---
title: Third Party Tracking Pixels
author: Brett Langdon
date: 2013-05-03
template: article.jade
---
An overview of what a third party tracking pixel is and how to create/use them.
---
So, what exactly do we mean by “third party tracking pixel” anyways?
Lets try to break it down piece by piece:
### Tracking Pixel:
A pixel referes to a tag that is placed on a site that offers no merit other than
calling out to a web page or script that is not the current page you are visiting.
These pixels are usually an html script tag that point to a javascript file with
no content or an img tag with a empty or transparent 1 pixel by 1 pixel gif image
(hence the term “pixel”). A tracking pixel is the term used to describe a pixel
that calls to another page or script in order to provide it information about the
users visit to the page.
### Third Party:
Third party just means the pixel points to a website that is not the current
website. For example,
Google Analytics
is a third party tracking tool because you place scripts on your website
that calls and sends data to Google.
## What is the point?
Why do people do this? In the case of Google Analytics people do not wish to track
and follow their own analytics for their website, instead they want a third party
host to do it for them, but they need a way of sending their user’s data to Google.

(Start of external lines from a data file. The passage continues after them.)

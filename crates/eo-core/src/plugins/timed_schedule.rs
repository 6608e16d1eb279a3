//! ---
//! ems_section: "01-core-functionality"
//! ems_subsection: "module"
//! ems_type: "source"
//! ems_scope: "code"
//! ems_description: "Time-of-day charging windows."
//! ems_version: "v0.0.0-prealpha"
//! ems_owner: "tbd"
//! ---
use chrono::NaiveTime;
use eo_common::config::ModuleParams;
use serde_json::Value;
use tracing::warn;

use crate::error::PluginError;
use crate::params::{
    resolve, ModuleSettings, ParamDefault, ParamSpec, ResolvedParams, POLL_CADENCE,
};
use crate::plugin::{ChargePlugin, PollContext};

pub const NAME: &str = "scheduler";
const DEFAULT_WINDOW_AMPS: i64 = 32;

const PARAMS: &[ParamSpec] = &[
    ParamSpec::new("enabled", ParamDefault::Bool(true)),
    POLL_CADENCE,
    ParamSpec::new(
        "schedule",
        ParamDefault::Structured(r#"[{"start": "2200", "end": "0400", "amps": 32}]"#),
    ),
    ParamSpec::new("scheduler_granularity", ParamDefault::Int(5)),
];

/// A daily window; `end` before `start` wraps past midnight.
#[derive(Debug, Clone, Copy, PartialEq, Eq)]
pub struct ScheduleWindow {
    pub start: NaiveTime,
    pub end: NaiveTime,
    pub amps: i32,
}

impl ScheduleWindow {
    /// Start inclusive, end exclusive. A zero-length window is never active.
    pub fn contains(&self, time: NaiveTime) -> bool {
        if self.start < self.end {
            time >= self.start && time < self.end
        } else if self.end < self.start {
            time >= self.start || time < self.end
        } else {
            false
        }
    }
}

fn parse_hhmm(text: &str) -> Option<NaiveTime> {
    if text.len() != 4 || !text.bytes().all(|b| b.is_ascii_digit()) {
        return None;
    }
    let hour = text[..2].parse().ok()?;
    let minute = text[2..].parse().ok()?;
    NaiveTime::from_hms_opt(hour, minute, 0)
}

fn parse_window(entry: &Value) -> Option<ScheduleWindow> {
    let start = parse_hhmm(entry.get("start")?.as_str()?)?;
    let end = parse_hhmm(entry.get("end")?.as_str()?)?;
    let amps = match entry.get("amps") {
        None => DEFAULT_WINDOW_AMPS,
        Some(Value::Number(n)) => n.as_i64()?,
        Some(Value::String(s)) => s.trim().parse().ok()?,
        Some(_) => return None,
    };
    Some(ScheduleWindow {
        start,
        end,
        amps: i32::try_from(amps).ok()?,
    })
}

#[derive(Debug, Clone, Default, PartialEq, Eq)]
pub struct ScheduleConfig {
    pub settings: ModuleSettings,
    pub windows: Vec<ScheduleWindow>,
    /// Minutes between schedule slots offered to front ends.
    pub granularity_minutes: u32,
}

impl ScheduleConfig {
    fn from_params(params: &ResolvedParams) -> Result<Self, PluginError> {
        let entries = params
            .get("schedule")
            .and_then(Value::as_array)
            .ok_or_else(|| PluginError::InvalidParameter {
                module: NAME,
                param: "schedule",
                reason: "expected a list of windows".to_owned(),
            })?;
        let mut windows = Vec::with_capacity(entries.len());
        for (index, entry) in entries.iter().enumerate() {
            match parse_window(entry) {
                Some(window) => windows.push(window),
                None => warn!(module = NAME, index, entry = %entry, "skipping malformed schedule window"),
            }
        }
        Ok(Self {
            settings: ModuleSettings::from_params(params)?,
            windows,
            granularity_minutes: params.int_as("scheduler_granularity")?,
        })
    }

    /// Highest amps over the windows active at `time`, 0 outside every window.
    pub fn amps_at(&self, time: NaiveTime) -> i32 {
        self.windows
            .iter()
            .filter(|window| window.contains(time))
            .map(|window| window.amps)
            .max()
            .unwrap_or(0)
    }
}

#[derive(Debug, Default)]
pub struct TimedSchedule {
    params: ResolvedParams,
    config: ScheduleConfig,
}

impl TimedSchedule {
    pub fn new(raw: &ModuleParams) -> Result<Self, PluginError> {
        let mut module = Self::default();
        module.configure(raw)?;
        Ok(module)
    }

    pub fn windows(&self) -> &[ScheduleWindow] {
        &self.config.windows
    }

    pub fn amps_at(&self, time: NaiveTime) -> i32 {
        self.config.amps_at(time)
    }
}

impl ChargePlugin for TimedSchedule {
    fn name(&self) -> &'static str {
        NAME
    }

    fn param_spec(&self) -> &'static [ParamSpec] {
        PARAMS
    }

    fn configure(&mut self, raw: &ModuleParams) -> Result<(), PluginError> {
        let params = resolve(NAME, PARAMS, raw);
        self.config = ScheduleConfig::from_params(&params)?;
        self.params = params;
        Ok(())
    }

    fn params(&self) -> &ResolvedParams {
        &self.params
    }

    fn settings(&self) -> ModuleSettings {
        self.config.settings
    }

    fn poll(&mut self, ctx: &PollContext<'_>) -> Result<Option<i32>, PluginError> {
        Ok(Some(self.config.amps_at(ctx.local_time)))
    }
}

Using pixels and javascript to send the data to Google offers the company a few
benefits. For starters, they do not require any more overhead on their servers for
a service to send data directly to Google, instead by using pixels and scripts they
get to off load this overhead onto their users (thats right, we are using our
personal computers resources to send analytical data about ourselves to Google for
websites that use Google analytics). Secondly, the benefit of using a tracking
pixel that runs client side (in the user’s browser) we are allowed to gather more
information about the user. The information that is made available to us through
the use of javascript is far greater than what is given to our servers via
HTTP Headers.
## How do we do it?
Next we will walk through the basics of how to create third party tracking pixels.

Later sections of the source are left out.